In my introductory post to this blog I suggested that I may from time to time post whimsical explorations of how we might create better functional neuroimaging technology. So today I am posting a paper which I have written on the potential of using acoustic waves in combination with magnetic field measurement to image current density. Think of it as acoustically encoded magnetoencephalography (MEG). I don’t know if whimsical is good description of the project but it is definitely an exploration of how we might create better functional neuroimaging technology. And if whimsical is an appropriate description then I contend that whimsy, especially principled and rigorous whimsy, is something that the field of neuroimaging needs.

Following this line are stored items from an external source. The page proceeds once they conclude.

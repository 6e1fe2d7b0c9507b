//! Post repository - the read-only query surface over the content directory
//!
//! Nothing is cached: every call re-reads the directory, so adding or
//! removing a `<slug>.md` file is visible on the next query.

use percent_encoding::percent_decode_str;
use std::collections::BTreeSet;
use std::fs;
use std::path::{Path, PathBuf};
use std::sync::Arc;
use walkdir::WalkDir;

use super::{FrontMatter, MarkdownRenderer, Post, PostMetadata};
use crate::error::{Error, Result};
use crate::helpers::normalize_tag;

/// Query operations over a set of posts.
///
/// Only `list_posts` and `get_post_by_slug` touch storage; tag, search and
/// tag-list queries are derived from the published listing.
pub trait PostRepository {
    /// Published posts, newest first (plain string comparison of `date`)
    fn list_posts(&self) -> Vec<PostMetadata>;

    /// A single rendered post, or `None` when it does not exist or fails
    fn get_post_by_slug(&self, slug: &str) -> Option<Post>;

    /// Published posts carrying `tag`, ignoring case and whitespace style
    fn get_posts_by_tag(&self, tag: &str) -> Vec<PostMetadata> {
        let wanted = normalize_tag(tag);
        self.list_posts()
            .into_iter()
            .filter(|post| post.tags.iter().any(|t| normalize_tag(t) == wanted))
            .collect()
    }

    /// Published posts whose title or a tag contains `query`, ignoring case.
    /// An empty query matches every post.
    fn search_posts(&self, query: &str) -> Vec<PostMetadata> {
        self.list_posts()
            .into_iter()
            .filter(|post| post.matches_query(query))
            .collect()
    }

    /// Distinct tags of all published posts, sorted
    fn list_tags(&self) -> Vec<String> {
        self.list_posts()
            .into_iter()
            .flat_map(|post| post.tags)
            .collect::<BTreeSet<_>>()
            .into_iter()
            .collect()
    }
}

/// Repository backed by a directory of `<slug>.md` files
#[derive(Clone)]
pub struct FsPostRepository {
    content_dir: PathBuf,
    renderer: Arc<MarkdownRenderer>,
}

impl FsPostRepository {
    pub fn new<P: Into<PathBuf>>(content_dir: P, renderer: Arc<MarkdownRenderer>) -> Self {
        Self {
            content_dir: content_dir.into(),
            renderer,
        }
    }

    pub fn content_dir(&self) -> &Path {
        &self.content_dir
    }

    /// Load and render a post, reporting why it could not be loaded
    pub fn load_post(&self, slug: &str) -> Result<Post> {
        let decoded = decode_slug(slug)?;
        let path = self.content_dir.join(format!("{}.md", decoded));
        if !path.is_file() {
            return Err(Error::NotFound(path.display().to_string()));
        }

        let content = fs::read_to_string(&path)?;
        let (fm, body) = FrontMatter::parse(&content);
        let rendered = self.renderer.render_document(body)?;

        Ok(Post {
            // The caller's slug is kept as given, encoded or not
            metadata: PostMetadata::from_front_matter(slug, &fm),
            content: rendered.html,
            toc: rendered.toc,
        })
    }

    fn load_metadata(&self, path: &Path, slug: &str) -> Result<PostMetadata> {
        let content = fs::read_to_string(path)?;
        let (fm, _) = FrontMatter::parse(&content);
        Ok(PostMetadata::from_front_matter(slug, &fm))
    }
}

impl PostRepository for FsPostRepository {
    fn list_posts(&self) -> Vec<PostMetadata> {
        if !self.content_dir.is_dir() {
            tracing::debug!("Content directory {:?} does not exist", self.content_dir);
            return Vec::new();
        }

        let mut posts = Vec::new();

        for entry in WalkDir::new(&self.content_dir)
            .min_depth(1)
            .max_depth(1)
            .follow_links(true)
            .sort_by_file_name()
            .into_iter()
            .filter_map(|e| e.ok())
        {
            let path = entry.path();
            if !path.is_file() {
                continue;
            }
            let Some(slug) = slug_from_path(path) else {
                continue;
            };

            match self.load_metadata(path, slug) {
                Ok(post) => posts.push(post),
                Err(e) => {
                    tracing::warn!("Failed to load post {:?}: {}", path, e);
                }
            }
        }

        posts.retain(|post| post.published);

        // Stable sort: equal dates keep file-name order
        posts.sort_by(|a, b| b.date.cmp(&a.date));

        posts
    }

    fn get_post_by_slug(&self, slug: &str) -> Option<Post> {
        match self.load_post(slug) {
            Ok(post) => Some(post),
            Err(e @ (Error::NotFound(_) | Error::InvalidSlug(_))) => {
                tracing::debug!("Post {:?} not available: {}", slug, e);
                None
            }
            Err(e) => {
                tracing::error!("Error getting post by slug {}: {}", slug, e);
                None
            }
        }
    }
}

/// Slug of a `<slug>.md` file, if the path is one
fn slug_from_path(path: &Path) -> Option<&str> {
    path.file_name()
        .and_then(|name| name.to_str())
        .and_then(|name| name.strip_suffix(".md"))
        .filter(|slug| !slug.is_empty())
}

/// Percent-decode a slug and make sure it names a file directly inside the
/// content directory
fn decode_slug(slug: &str) -> Result<String> {
    let decoded = percent_decode_str(slug)
        .decode_utf8()
        .map_err(|_| Error::InvalidSlug(slug.to_string()))?;

    let unsafe_path = decoded.is_empty()
        || decoded == "."
        || decoded == ".."
        || decoded.contains(['/', '\\', '\0']);
    if unsafe_path {
        return Err(Error::InvalidSlug(slug.to_string()));
    }

    Ok(decoded.into_owned())
}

My hope is that I will get some feedback on this paper prior to publishing it in ArXiv or elsewhere. Any comments and suggestions are welcome. I hope you find this paper stimulating and a source of new ideas.

The basic idea contained in the paper is that measurements of the magnetic field exterior to a region containing a compactly supported current density source (Generated by neuronal processes in the case of the brain.) give us very little information about the current density (I estimate how much in the paper.). So we need an additional means of spatially encoding current density to supplement the spatially encoding information contained in the external magnetic field data. This additional encoding is provided by a propagating acoustic wave which perturbs the current density.

The proposed system is highly idealized but I had to start somewhere tractable. If experiments or detailed simulations based on the highly idealized model could be carried out successfully then moving away from the idealized model to one which more resembles the brain could be the focus of further investigations.